● **What is needed**
The lines below starting at the line containing "(CORS, security headers)" and ending at the line containing "pub use extractors::ValidatedJson;" are to be repeated exactly, with both ends kept and nothing else added.

----- Given information

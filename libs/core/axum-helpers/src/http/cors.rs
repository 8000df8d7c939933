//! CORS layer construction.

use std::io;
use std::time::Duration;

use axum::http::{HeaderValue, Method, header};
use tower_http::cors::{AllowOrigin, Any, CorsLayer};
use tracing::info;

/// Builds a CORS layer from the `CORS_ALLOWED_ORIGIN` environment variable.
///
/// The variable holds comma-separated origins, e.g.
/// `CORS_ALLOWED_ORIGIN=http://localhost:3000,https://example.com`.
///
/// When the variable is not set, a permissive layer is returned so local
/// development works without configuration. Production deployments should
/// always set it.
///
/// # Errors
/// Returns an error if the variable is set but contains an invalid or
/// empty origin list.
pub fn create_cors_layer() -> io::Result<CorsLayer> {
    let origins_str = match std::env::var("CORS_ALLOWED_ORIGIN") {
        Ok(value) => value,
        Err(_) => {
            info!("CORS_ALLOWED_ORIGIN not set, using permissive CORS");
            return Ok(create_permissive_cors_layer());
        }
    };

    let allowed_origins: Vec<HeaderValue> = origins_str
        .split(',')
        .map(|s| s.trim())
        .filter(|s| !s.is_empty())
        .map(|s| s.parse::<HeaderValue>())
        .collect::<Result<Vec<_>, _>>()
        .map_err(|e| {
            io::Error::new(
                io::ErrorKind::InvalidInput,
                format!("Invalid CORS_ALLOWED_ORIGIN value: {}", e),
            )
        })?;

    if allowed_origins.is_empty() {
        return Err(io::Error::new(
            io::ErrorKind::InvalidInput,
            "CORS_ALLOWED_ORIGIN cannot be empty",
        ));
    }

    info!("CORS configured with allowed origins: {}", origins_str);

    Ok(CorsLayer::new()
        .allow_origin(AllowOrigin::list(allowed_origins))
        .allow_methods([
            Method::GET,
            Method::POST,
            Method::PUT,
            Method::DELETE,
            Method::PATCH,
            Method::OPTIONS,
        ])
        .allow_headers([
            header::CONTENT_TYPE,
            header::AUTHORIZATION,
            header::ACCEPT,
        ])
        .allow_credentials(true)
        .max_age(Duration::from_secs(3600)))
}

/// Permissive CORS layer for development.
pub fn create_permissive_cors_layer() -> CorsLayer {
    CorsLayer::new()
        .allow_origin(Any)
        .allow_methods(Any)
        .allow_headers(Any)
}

----------
----- Given information

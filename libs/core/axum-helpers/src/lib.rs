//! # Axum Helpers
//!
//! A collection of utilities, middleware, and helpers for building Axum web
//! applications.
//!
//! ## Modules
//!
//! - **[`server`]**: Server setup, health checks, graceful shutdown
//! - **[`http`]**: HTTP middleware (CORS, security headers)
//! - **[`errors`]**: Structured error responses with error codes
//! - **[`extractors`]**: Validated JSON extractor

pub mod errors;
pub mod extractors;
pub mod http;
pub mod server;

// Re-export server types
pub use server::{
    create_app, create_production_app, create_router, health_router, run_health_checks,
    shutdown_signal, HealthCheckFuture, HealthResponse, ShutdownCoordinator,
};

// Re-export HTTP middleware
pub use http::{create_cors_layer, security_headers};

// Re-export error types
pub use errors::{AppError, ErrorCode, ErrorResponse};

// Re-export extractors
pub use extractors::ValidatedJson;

----------

● **Answer to this task**
//! - **[`http`]**: HTTP middleware (CORS, security headers)
//! - **[`errors`]**: Structured error responses with error codes
//! - **[`extractors`]**: Validated JSON extractor

pub mod errors;
pub mod extractors;
pub mod http;
pub mod server;

// Re-export server types
pub use server::{
    create_app, create_production_app, create_router, health_router, run_health_checks,
    shutdown_signal, HealthCheckFuture, HealthResponse, ShutdownCoordinator,
};

// Re-export HTTP middleware
pub use http::{create_cors_layer, security_headers};

// Re-export error types
pub use errors::{AppError, ErrorCode, ErrorResponse};

// Re-export extractors
pub use extractors::ValidatedJson;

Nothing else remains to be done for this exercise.